## Data shown
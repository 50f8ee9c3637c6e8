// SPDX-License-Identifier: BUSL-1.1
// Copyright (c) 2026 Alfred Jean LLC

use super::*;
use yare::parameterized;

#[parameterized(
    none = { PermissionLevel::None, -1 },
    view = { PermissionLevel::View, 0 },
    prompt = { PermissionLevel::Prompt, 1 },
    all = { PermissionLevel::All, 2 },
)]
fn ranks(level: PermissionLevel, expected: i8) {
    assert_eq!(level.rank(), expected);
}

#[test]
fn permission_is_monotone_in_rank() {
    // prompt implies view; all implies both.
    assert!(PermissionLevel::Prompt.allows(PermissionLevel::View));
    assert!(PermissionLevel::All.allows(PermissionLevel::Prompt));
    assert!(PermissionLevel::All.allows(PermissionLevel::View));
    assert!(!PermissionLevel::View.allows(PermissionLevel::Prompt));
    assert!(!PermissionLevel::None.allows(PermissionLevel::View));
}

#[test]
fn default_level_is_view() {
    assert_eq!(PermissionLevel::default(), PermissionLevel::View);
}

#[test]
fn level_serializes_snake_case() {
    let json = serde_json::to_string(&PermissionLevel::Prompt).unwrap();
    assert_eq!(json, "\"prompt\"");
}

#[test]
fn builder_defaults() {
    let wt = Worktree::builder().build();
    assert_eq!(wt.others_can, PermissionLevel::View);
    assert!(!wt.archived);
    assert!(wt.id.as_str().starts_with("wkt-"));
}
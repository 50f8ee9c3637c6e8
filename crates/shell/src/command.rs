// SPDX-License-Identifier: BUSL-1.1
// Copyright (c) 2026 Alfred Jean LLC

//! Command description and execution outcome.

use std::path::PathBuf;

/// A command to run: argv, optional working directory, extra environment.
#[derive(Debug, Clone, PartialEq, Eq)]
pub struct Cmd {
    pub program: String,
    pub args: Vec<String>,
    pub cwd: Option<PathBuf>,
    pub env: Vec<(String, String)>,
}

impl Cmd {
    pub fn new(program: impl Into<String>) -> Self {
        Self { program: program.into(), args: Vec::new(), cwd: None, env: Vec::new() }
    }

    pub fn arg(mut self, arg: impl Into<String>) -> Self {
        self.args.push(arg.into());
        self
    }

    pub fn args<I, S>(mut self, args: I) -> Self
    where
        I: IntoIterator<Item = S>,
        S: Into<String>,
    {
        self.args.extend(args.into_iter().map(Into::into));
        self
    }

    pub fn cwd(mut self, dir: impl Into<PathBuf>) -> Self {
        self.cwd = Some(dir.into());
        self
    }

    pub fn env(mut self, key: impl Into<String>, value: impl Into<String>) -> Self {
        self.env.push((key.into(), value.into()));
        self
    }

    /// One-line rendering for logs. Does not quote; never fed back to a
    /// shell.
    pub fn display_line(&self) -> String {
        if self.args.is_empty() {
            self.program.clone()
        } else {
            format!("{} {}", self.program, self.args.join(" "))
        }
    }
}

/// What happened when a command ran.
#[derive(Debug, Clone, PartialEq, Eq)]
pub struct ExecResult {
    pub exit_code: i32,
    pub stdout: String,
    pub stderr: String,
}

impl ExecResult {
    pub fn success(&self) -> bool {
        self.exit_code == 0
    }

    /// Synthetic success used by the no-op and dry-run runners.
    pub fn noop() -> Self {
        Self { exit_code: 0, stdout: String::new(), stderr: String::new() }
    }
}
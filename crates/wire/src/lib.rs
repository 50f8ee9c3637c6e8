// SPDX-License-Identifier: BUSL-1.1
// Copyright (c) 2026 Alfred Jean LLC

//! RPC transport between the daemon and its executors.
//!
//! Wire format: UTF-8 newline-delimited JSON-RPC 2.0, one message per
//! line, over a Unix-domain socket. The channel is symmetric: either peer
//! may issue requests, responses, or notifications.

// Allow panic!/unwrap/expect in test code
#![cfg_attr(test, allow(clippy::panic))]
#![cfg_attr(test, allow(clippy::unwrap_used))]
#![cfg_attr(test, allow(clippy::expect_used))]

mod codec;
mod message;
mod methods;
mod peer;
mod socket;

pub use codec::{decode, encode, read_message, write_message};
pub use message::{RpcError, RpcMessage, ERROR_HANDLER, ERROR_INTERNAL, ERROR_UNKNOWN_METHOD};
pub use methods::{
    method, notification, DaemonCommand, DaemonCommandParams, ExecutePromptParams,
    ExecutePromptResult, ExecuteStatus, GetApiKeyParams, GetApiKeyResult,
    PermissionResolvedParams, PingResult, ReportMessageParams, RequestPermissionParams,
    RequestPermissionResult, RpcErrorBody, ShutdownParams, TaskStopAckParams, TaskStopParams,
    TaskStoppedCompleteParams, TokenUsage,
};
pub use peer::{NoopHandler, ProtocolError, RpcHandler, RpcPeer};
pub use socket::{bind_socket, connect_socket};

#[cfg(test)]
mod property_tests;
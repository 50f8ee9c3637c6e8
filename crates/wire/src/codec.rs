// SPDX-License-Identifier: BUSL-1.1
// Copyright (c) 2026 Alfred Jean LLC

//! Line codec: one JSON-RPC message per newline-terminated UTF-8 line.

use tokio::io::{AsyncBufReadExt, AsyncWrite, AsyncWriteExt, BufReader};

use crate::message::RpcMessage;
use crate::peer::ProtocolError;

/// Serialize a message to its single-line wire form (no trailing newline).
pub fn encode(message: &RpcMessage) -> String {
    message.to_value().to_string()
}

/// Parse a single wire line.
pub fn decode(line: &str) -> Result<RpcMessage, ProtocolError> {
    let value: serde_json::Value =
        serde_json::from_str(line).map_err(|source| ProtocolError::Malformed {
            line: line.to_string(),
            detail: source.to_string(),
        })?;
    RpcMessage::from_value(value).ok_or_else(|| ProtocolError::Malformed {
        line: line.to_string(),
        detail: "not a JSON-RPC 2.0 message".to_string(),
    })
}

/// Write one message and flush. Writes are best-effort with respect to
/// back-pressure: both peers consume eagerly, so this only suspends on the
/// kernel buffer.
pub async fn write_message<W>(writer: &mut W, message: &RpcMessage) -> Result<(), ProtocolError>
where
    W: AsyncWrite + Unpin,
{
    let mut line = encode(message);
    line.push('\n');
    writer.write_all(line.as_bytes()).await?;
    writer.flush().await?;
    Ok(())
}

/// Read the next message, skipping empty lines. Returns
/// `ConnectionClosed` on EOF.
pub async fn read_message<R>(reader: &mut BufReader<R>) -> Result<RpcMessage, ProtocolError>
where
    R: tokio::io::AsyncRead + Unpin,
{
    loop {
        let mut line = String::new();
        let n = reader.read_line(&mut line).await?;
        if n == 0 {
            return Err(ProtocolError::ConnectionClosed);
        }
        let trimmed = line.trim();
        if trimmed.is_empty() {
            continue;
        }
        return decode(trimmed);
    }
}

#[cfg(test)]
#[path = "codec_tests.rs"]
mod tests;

## Work to complete
Set down, exactly and completely, all of the material.

## Your solution
repository 50f8ee9c3637c6e8
// SPDX-License-Identifier: BUSL-1.1
// Copyright (c) 2026 Alfred Jean LLC

use super::*;
use yare::parameterized;

#[parameterized(
    none = { PermissionLevel::None, -1 },
    view = { PermissionLevel::View, 0 },
    prompt = { PermissionLevel::Prompt, 1 },
    all = { PermissionLevel::All, 2 },
)]
fn ranks(level: PermissionLevel, expected: i8) {
    assert_eq!(level.rank(), expected);
}

#[test]
fn permission_is_monotone_in_rank() {
    // prompt implies view; all implies both.
    assert!(PermissionLevel::Prompt.allows(PermissionLevel::View));
    assert!(PermissionLevel::All.allows(PermissionLevel::Prompt));
    assert!(PermissionLevel::All.allows(PermissionLevel::View));
    assert!(!PermissionLevel::View.allows(PermissionLevel::Prompt));
    assert!(!PermissionLevel::None.allows(PermissionLevel::View));
}

#[test]
fn default_level_is_view() {
    assert_eq!(PermissionLevel::default(), PermissionLevel::View);
}

#[test]
fn level_serializes_snake_case() {
    let json = serde_json::to_string(&PermissionLevel::Prompt).unwrap();
    assert_eq!(json, "\"prompt\"");
}

#[test]
fn builder_defaults() {
    let wt = Worktree::builder().build();
    assert_eq!(wt.others_can, PermissionLevel::View);
    assert!(!wt.archived);
    assert!(wt.id.as_str().starts_with("wkt-"));
}
repository 50f8ee9c3637c6e8
filename crates/shell/src/command.rs
// SPDX-License-Identifier: BUSL-1.1
// Copyright (c) 2026 Alfred Jean LLC

//! Command description and execution outcome.

use std::path::PathBuf;

/// A command to run: argv, optional working directory, extra environment.
#[derive(Debug, Clone, PartialEq, Eq)]
pub struct Cmd {
    pub program: String,
    pub args: Vec<String>,
    pub cwd: Option<PathBuf>,
    pub env: Vec<(String, String)>,
}

impl Cmd {
    pub fn new(program: impl Into<String>) -> Self {
        Self { program: program.into(), args: Vec::new(), cwd: None, env: Vec::new() }
    }

    pub fn arg(mut self, arg: impl Into<String>) -> Self {
        self.args.push(arg.into());
        self
    }

    pub fn args<I, S>(mut self, args: I) -> Self
    where
        I: IntoIterator<Item = S>,
        S: Into<String>,
    {
        self.args.extend(args.into_iter().map(Into::into));
        self
    }

    pub fn cwd(mut self, dir: impl Into<PathBuf>) -> Self {
        self.cwd = Some(dir.into());
        self
    }

    pub fn env(mut self, key: impl Into<String>, value: impl Into<String>) -> Self {
        self.env.push((key.into(), value.into()));
        self
    }

    /// One-line rendering for logs. Does not quote; never fed back to a
    /// shell.
    pub fn display_line(&self) -> String {
        if self.args.is_empty() {
            self.program.clone()
        } else {
            format!("{} {}", self.program, self.args.join(" "))
        }
    }
}

/// What happened when a command ran.
#[derive(Debug, Clone, PartialEq, Eq)]
pub struct ExecResult {
    pub exit_code: i32,
    pub stdout: String,
    pub stderr: String,
}

impl ExecResult {
    pub fn success(&self) -> bool {
        self.exit_code == 0
    }

    /// Synthetic success used by the no-op and dry-run runners.
    pub fn noop() -> Self {
        Self { exit_code: 0, stdout: String::new(), stderr: String::new() }
    }
}
filename crates/wire/src/lib.rs
repository 50f8ee9c3637c6e8
// SPDX-License-Identifier: BUSL-1.1
// Copyright (c) 2026 Alfred Jean LLC

//! RPC transport between the daemon and its executors.
//!
//! Wire format: UTF-8 newline-delimited JSON-RPC 2.0, one message per
//! line, over a Unix-domain socket. The channel is symmetric: either peer
//! may issue requests, responses, or notifications.

// Allow panic!/unwrap/expect in test code
#![cfg_attr(test, allow(clippy::panic))]
#![cfg_attr(test, allow(clippy::unwrap_used))]
#![cfg_attr(test, allow(clippy::expect_used))]

mod codec;
mod message;
mod methods;
mod peer;
mod socket;

pub use codec::{decode, encode, read_message, write_message};
pub use message::{RpcError, RpcMessage, ERROR_HANDLER, ERROR_INTERNAL, ERROR_UNKNOWN_METHOD};
pub use methods::{
    method, notification, DaemonCommand, DaemonCommandParams, ExecutePromptParams,
    ExecutePromptResult, ExecuteStatus, GetApiKeyParams, GetApiKeyResult,
    PermissionResolvedParams, PingResult, ReportMessageParams, RequestPermissionParams,
    RequestPermissionResult, RpcErrorBody, ShutdownParams, TaskStopAckParams, TaskStopParams,
    TaskStoppedCompleteParams, TokenUsage,
};
pub use peer::{NoopHandler, ProtocolError, RpcHandler, RpcPeer};
pub use socket::{bind_socket, connect_socket};

#[cfg(test)]
mod property_tests;
repository 50f8ee9c3637c6e8
filename crates/wire/src/codec.rs
// SPDX-License-Identifier: BUSL-1.1
// Copyright (c) 2026 Alfred Jean LLC

//! Line codec: one JSON-RPC message per newline-terminated UTF-8 line.

use tokio::io::{AsyncBufReadExt, AsyncWrite, AsyncWriteExt, BufReader};

use crate::message::RpcMessage;
use crate::peer::ProtocolError;

/// Serialize a message to its single-line wire form (no trailing newline).
pub fn encode(message: &RpcMessage) -> String {
    message.to_value().to_string()
}

/// Parse a single wire line.
pub fn decode(line: &str) -> Result<RpcMessage, ProtocolError> {
    let value: serde_json::Value =
        serde_json::from_str(line).map_err(|source| ProtocolError::Malformed {
            line: line.to_string(),
            detail: source.to_string(),
        })?;
    RpcMessage::from_value(value).ok_or_else(|| ProtocolError::Malformed {
        line: line.to_string(),
        detail: "not a JSON-RPC 2.0 message".to_string(),
    })
}

/// Write one message and flush. Writes are best-effort with respect to
/// back-pressure: both peers consume eagerly, so this only suspends on the
/// kernel buffer.
pub async fn write_message<W>(writer: &mut W, message: &RpcMessage) -> Result<(), ProtocolError>
where
    W: AsyncWrite + Unpin,
{
    let mut line = encode(message);
    line.push('\n');
    writer.write_all(line.as_bytes()).await?;
    writer.flush().await?;
    Ok(())
}

/// Read the next message, skipping empty lines. Returns
/// `ConnectionClosed` on EOF.
pub async fn read_message<R>(reader: &mut BufReader<R>) -> Result<RpcMessage, ProtocolError>
where
    R: tokio::io::AsyncRead + Unpin,
{
    loop {
        let mut line = String::new();
        let n = reader.read_line(&mut line).await?;
        if n == 0 {
            return Err(ProtocolError::ConnectionClosed);
        }
        let trimmed = line.trim();
        if trimmed.is_empty() {
            continue;
        }
        return decode(trimmed);
    }
}

#[cfg(test)]
#[path = "codec_tests.rs"]
mod tests;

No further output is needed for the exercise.